(Prompt): Each record should be given back exactly, with none missing.

(Data records):

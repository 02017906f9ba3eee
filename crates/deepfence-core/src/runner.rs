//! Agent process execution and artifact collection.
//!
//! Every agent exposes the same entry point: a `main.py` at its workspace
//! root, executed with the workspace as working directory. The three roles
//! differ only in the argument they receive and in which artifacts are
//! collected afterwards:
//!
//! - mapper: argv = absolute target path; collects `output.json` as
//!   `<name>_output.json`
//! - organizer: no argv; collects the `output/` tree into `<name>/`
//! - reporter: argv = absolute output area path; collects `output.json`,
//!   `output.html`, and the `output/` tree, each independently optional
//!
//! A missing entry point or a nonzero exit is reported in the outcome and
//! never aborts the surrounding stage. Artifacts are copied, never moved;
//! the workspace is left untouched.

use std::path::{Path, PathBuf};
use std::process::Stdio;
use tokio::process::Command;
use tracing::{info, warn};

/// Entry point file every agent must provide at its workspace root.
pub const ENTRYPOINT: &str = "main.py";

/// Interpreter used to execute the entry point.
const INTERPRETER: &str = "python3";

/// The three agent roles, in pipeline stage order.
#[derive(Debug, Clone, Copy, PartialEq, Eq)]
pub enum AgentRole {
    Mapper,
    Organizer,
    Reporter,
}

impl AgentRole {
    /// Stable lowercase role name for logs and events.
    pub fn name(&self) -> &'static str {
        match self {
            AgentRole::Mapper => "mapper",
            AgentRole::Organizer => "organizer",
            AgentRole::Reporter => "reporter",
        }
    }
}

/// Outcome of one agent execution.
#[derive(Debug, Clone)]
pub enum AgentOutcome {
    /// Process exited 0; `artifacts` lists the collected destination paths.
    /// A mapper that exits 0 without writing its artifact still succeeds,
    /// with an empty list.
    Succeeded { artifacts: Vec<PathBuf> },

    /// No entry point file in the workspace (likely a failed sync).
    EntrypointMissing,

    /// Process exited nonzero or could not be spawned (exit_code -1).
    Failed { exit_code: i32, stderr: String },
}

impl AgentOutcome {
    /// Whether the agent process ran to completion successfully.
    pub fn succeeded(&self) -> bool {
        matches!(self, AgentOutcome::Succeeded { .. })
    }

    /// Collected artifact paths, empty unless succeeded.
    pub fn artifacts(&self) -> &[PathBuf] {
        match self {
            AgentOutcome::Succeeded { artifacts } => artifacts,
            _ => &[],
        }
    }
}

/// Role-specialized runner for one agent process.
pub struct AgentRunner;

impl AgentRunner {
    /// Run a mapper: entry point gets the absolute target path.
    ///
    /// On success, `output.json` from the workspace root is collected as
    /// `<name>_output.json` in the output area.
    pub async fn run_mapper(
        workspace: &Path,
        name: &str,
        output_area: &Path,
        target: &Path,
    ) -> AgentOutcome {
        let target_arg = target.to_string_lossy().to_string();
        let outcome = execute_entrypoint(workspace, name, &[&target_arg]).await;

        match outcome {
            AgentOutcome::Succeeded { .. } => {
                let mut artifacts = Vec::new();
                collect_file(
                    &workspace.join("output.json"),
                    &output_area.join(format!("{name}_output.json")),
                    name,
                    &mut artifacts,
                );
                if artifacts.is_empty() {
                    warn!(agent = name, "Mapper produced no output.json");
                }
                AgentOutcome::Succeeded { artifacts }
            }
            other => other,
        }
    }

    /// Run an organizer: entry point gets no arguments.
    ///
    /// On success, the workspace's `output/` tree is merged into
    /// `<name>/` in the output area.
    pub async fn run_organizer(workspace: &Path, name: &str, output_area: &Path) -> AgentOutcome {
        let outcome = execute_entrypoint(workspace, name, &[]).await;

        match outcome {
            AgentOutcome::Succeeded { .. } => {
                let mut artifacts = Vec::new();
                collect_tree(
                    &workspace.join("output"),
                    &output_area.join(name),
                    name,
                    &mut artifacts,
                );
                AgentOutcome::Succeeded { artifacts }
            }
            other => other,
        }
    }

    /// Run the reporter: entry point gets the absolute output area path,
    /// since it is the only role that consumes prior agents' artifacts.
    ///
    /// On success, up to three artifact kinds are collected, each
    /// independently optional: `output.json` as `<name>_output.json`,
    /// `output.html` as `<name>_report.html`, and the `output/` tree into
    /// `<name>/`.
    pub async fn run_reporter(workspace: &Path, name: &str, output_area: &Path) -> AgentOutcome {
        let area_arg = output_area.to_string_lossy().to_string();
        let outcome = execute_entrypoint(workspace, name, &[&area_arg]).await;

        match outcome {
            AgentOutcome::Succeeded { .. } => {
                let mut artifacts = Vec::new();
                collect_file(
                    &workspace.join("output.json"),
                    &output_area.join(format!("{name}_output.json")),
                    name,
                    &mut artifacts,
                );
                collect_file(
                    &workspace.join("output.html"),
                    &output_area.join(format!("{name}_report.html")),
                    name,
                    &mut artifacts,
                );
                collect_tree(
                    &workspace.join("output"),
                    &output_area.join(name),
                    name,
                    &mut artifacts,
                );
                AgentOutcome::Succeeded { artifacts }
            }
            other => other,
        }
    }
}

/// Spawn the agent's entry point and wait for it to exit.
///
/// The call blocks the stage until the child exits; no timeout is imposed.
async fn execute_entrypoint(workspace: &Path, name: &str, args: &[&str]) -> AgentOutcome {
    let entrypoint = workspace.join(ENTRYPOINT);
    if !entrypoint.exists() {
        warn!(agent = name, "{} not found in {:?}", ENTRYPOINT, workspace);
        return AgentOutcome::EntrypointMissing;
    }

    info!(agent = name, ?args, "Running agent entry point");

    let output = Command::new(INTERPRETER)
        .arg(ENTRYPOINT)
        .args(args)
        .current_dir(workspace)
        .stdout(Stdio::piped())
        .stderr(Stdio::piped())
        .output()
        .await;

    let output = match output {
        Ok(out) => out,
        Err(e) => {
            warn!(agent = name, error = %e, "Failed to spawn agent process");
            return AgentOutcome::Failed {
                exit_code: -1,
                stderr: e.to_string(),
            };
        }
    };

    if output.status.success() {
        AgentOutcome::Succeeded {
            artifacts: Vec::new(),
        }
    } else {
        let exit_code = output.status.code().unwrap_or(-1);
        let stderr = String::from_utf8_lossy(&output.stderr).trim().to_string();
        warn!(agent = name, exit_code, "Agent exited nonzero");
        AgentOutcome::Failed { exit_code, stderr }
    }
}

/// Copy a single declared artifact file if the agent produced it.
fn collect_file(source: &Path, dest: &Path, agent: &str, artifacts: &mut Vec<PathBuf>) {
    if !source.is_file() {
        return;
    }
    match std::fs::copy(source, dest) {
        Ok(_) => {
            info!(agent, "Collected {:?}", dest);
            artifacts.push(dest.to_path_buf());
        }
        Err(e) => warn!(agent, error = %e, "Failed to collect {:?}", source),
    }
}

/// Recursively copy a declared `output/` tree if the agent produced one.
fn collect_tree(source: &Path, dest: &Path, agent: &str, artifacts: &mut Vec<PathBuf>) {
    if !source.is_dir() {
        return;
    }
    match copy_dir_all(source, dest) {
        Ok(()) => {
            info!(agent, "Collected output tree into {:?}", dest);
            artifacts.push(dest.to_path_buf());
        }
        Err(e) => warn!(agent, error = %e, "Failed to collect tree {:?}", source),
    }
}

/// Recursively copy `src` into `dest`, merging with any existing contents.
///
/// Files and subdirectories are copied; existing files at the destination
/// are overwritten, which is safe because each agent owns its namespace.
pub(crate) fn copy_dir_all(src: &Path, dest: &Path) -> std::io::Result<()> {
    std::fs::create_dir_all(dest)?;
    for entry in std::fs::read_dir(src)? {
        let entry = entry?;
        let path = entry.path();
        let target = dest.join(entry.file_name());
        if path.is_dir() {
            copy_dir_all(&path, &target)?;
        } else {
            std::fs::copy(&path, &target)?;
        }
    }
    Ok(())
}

(Written answer):
repository 02017906f9ba3eee
filename crates/deepfence-core/src/runner.rs
//! Agent process execution and artifact collection.
//!
//! Every agent exposes the same entry point: a `main.py` at its workspace
//! root, executed with the workspace as working directory. The three roles
//! differ only in the argument they receive and in which artifacts are
//! collected afterwards:
//!
//! - mapper: argv = absolute target path; collects `output.json` as
//!   `<name>_output.json`
//! - organizer: no argv; collects the `output/` tree into `<name>/`
//! - reporter: argv = absolute output area path; collects `output.json`,
//!   `output.html`, and the `output/` tree, each independently optional
//!
//! A missing entry point or a nonzero exit is reported in the outcome and
//! never aborts the surrounding stage. Artifacts are copied, never moved;
//! the workspace is left untouched.

use std::path::{Path, PathBuf};
use std::process::Stdio;
use tokio::process::Command;
use tracing::{info, warn};

/// Entry point file every agent must provide at its workspace root.
pub const ENTRYPOINT: &str = "main.py";

/// Interpreter used to execute the entry point.
const INTERPRETER: &str = "python3";

/// The three agent roles, in pipeline stage order.
#[derive(Debug, Clone, Copy, PartialEq, Eq)]
pub enum AgentRole {
    Mapper,
    Organizer,
    Reporter,
}

impl AgentRole {
    /// Stable lowercase role name for logs and events.
    pub fn name(&self) -> &'static str {
        match self {
            AgentRole::Mapper => "mapper",
            AgentRole::Organizer => "organizer",
            AgentRole::Reporter => "reporter",
        }
    }
}

/// Outcome of one agent execution.
#[derive(Debug, Clone)]
pub enum AgentOutcome {
    /// Process exited 0; `artifacts` lists the collected destination paths.
    /// A mapper that exits 0 without writing its artifact still succeeds,
    /// with an empty list.
    Succeeded { artifacts: Vec<PathBuf> },

    /// No entry point file in the workspace (likely a failed sync).
    EntrypointMissing,

    /// Process exited nonzero or could not be spawned (exit_code -1).
    Failed { exit_code: i32, stderr: String },
}

impl AgentOutcome {
    /// Whether the agent process ran to completion successfully.
    pub fn succeeded(&self) -> bool {
        matches!(self, AgentOutcome::Succeeded { .. })
    }

    /// Collected artifact paths, empty unless succeeded.
    pub fn artifacts(&self) -> &[PathBuf] {
        match self {
            AgentOutcome::Succeeded { artifacts } => artifacts,
            _ => &[],
        }
    }
}

/// Role-specialized runner for one agent process.
pub struct AgentRunner;

impl AgentRunner {
    /// Run a mapper: entry point gets the absolute target path.
    ///
    /// On success, `output.json` from the workspace root is collected as
    /// `<name>_output.json` in the output area.
    pub async fn run_mapper(
        workspace: &Path,
        name: &str,
        output_area: &Path,
        target: &Path,
    ) -> AgentOutcome {
        let target_arg = target.to_string_lossy().to_string();
        let outcome = execute_entrypoint(workspace, name, &[&target_arg]).await;

        match outcome {
            AgentOutcome::Succeeded { .. } => {
                let mut artifacts = Vec::new();
                collect_file(
                    &workspace.join("output.json"),
                    &output_area.join(format!("{name}_output.json")),
                    name,
                    &mut artifacts,
                );
                if artifacts.is_empty() {
                    warn!(agent = name, "Mapper produced no output.json");
                }
                AgentOutcome::Succeeded { artifacts }
            }
            other => other,
        }
    }

    /// Run an organizer: entry point gets no arguments.
    ///
    /// On success, the workspace's `output/` tree is merged into
    /// `<name>/` in the output area.
    pub async fn run_organizer(workspace: &Path, name: &str, output_area: &Path) -> AgentOutcome {
        let outcome = execute_entrypoint(workspace, name, &[]).await;

        match outcome {
            AgentOutcome::Succeeded { .. } => {
                let mut artifacts = Vec::new();
                collect_tree(
                    &workspace.join("output"),
                    &output_area.join(name),
                    name,
                    &mut artifacts,
                );
                AgentOutcome::Succeeded { artifacts }
            }
            other => other,
        }
    }

    /// Run the reporter: entry point gets the absolute output area path,
    /// since it is the only role that consumes prior agents' artifacts.
    ///
    /// On success, up to three artifact kinds are collected, each
    /// independently optional: `output.json` as `<name>_output.json`,
    /// `output.html` as `<name>_report.html`, and the `output/` tree into
    /// `<name>/`.
    pub async fn run_reporter(workspace: &Path, name: &str, output_area: &Path) -> AgentOutcome {
        let area_arg = output_area.to_string_lossy().to_string();
        let outcome = execute_entrypoint(workspace, name, &[&area_arg]).await;

        match outcome {
            AgentOutcome::Succeeded { .. } => {
                let mut artifacts = Vec::new();
                collect_file(
                    &workspace.join("output.json"),
                    &output_area.join(format!("{name}_output.json")),
                    name,
                    &mut artifacts,
                );
                collect_file(
                    &workspace.join("output.html"),
                    &output_area.join(format!("{name}_report.html")),
                    name,
                    &mut artifacts,
                );
                collect_tree(
                    &workspace.join("output"),
                    &output_area.join(name),
                    name,
                    &mut artifacts,
                );
                AgentOutcome::Succeeded { artifacts }
            }
            other => other,
        }
    }
}

/// Spawn the agent's entry point and wait for it to exit.
///
/// The call blocks the stage until the child exits; no timeout is imposed.
async fn execute_entrypoint(workspace: &Path, name: &str, args: &[&str]) -> AgentOutcome {
    let entrypoint = workspace.join(ENTRYPOINT);
    if !entrypoint.exists() {
        warn!(agent = name, "{} not found in {:?}", ENTRYPOINT, workspace);
        return AgentOutcome::EntrypointMissing;
    }

    info!(agent = name, ?args, "Running agent entry point");

    let output = Command::new(INTERPRETER)
        .arg(ENTRYPOINT)
        .args(args)
        .current_dir(workspace)
        .stdout(Stdio::piped())
        .stderr(Stdio::piped())
        .output()
        .await;

    let output = match output {
        Ok(out) => out,
        Err(e) => {
            warn!(agent = name, error = %e, "Failed to spawn agent process");
            return AgentOutcome::Failed {
                exit_code: -1,
                stderr: e.to_string(),
            };
        }
    };

    if output.status.success() {
        AgentOutcome::Succeeded {
            artifacts: Vec::new(),
        }
    } else {
        let exit_code = output.status.code().unwrap_or(-1);
        let stderr = String::from_utf8_lossy(&output.stderr).trim().to_string();
        warn!(agent = name, exit_code, "Agent exited nonzero");
        AgentOutcome::Failed { exit_code, stderr }
    }
}

/// Copy a single declared artifact file if the agent produced it.
fn collect_file(source: &Path, dest: &Path, agent: &str, artifacts: &mut Vec<PathBuf>) {
    if !source.is_file() {
        return;
    }
    match std::fs::copy(source, dest) {
        Ok(_) => {
            info!(agent, "Collected {:?}", dest);
            artifacts.push(dest.to_path_buf());
        }
        Err(e) => warn!(agent, error = %e, "Failed to collect {:?}", source),
    }
}

/// Recursively copy a declared `output/` tree if the agent produced one.
fn collect_tree(source: &Path, dest: &Path, agent: &str, artifacts: &mut Vec<PathBuf>) {
    if !source.is_dir() {
        return;
    }
    match copy_dir_all(source, dest) {
        Ok(()) => {
            info!(agent, "Collected output tree into {:?}", dest);
            artifacts.push(dest.to_path_buf());
        }
        Err(e) => warn!(agent, error = %e, "Failed to collect tree {:?}", source),
    }
}

/// Recursively copy `src` into `dest`, merging with any existing contents.
///
/// Files and subdirectories are copied; existing files at the destination
/// are overwritten, which is safe because each agent owns its namespace.
pub(crate) fn copy_dir_all(src: &Path, dest: &Path) -> std::io::Result<()> {
    std::fs::create_dir_all(dest)?;
    for entry in std::fs::read_dir(src)? {
        let entry = entry?;
        let path = entry.path();
        let target = dest.join(entry.file_name());
        if path.is_dir() {
            copy_dir_all(&path, &target)?;
        } else {
            std::fs::copy(&path, &target)?;
        }
    }
    Ok(())
}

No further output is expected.